(How to complete this task):
How many lines in the data below contain the string "filename"? State that number only.

(The input):
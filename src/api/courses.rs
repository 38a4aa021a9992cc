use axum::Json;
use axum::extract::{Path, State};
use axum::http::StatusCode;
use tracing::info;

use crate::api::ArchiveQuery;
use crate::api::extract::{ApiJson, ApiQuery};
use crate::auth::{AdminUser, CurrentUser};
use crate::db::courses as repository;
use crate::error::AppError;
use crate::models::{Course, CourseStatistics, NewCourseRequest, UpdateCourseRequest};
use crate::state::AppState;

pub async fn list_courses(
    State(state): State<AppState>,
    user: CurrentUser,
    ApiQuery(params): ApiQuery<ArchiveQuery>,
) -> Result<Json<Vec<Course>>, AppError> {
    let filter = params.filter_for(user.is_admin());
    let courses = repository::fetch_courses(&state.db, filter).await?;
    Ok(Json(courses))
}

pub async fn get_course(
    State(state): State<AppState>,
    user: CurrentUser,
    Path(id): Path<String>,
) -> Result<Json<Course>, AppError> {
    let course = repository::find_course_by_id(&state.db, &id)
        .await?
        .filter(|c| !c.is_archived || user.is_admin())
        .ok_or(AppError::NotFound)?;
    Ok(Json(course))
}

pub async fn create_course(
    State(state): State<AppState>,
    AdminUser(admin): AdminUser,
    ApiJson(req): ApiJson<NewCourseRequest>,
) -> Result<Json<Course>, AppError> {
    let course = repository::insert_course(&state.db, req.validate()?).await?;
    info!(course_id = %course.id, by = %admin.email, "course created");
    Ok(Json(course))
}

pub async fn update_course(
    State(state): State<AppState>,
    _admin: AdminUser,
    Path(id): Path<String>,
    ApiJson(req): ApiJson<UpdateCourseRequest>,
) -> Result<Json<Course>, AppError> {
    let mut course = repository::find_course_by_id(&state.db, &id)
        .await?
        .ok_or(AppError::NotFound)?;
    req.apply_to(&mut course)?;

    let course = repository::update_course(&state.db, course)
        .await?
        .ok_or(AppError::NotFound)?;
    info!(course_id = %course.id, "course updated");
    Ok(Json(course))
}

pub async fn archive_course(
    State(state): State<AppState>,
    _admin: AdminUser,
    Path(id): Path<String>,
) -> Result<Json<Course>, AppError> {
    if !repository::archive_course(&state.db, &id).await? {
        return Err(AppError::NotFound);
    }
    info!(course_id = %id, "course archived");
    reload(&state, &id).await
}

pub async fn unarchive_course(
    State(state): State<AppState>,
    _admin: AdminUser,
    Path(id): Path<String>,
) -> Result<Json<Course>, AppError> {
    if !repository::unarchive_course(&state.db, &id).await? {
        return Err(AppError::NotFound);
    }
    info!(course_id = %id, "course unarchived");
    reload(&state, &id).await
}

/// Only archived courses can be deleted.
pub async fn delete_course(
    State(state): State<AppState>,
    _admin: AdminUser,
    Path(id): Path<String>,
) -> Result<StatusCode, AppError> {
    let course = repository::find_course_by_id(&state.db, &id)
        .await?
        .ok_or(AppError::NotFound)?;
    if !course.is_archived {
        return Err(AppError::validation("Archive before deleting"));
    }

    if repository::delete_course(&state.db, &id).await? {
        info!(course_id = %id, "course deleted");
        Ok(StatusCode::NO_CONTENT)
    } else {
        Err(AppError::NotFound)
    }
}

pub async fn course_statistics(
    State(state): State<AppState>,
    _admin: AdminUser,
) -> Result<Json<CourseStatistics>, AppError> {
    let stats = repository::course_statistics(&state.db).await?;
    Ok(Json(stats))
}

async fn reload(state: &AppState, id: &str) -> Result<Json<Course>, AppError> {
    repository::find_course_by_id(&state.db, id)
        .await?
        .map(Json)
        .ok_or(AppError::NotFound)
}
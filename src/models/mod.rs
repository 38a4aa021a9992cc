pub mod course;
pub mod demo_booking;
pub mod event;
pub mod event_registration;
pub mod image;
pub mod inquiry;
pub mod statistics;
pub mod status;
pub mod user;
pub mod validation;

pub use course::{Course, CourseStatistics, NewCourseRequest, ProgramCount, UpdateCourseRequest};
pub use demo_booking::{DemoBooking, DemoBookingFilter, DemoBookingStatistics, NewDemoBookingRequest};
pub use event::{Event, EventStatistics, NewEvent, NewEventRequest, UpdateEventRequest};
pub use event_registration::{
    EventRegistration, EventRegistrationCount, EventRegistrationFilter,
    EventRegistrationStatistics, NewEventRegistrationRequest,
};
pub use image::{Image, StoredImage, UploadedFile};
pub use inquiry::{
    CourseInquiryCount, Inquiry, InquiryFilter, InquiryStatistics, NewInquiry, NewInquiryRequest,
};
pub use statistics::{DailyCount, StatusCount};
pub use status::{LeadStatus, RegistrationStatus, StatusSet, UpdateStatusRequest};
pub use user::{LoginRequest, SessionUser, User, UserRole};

(Result of the exercise):
2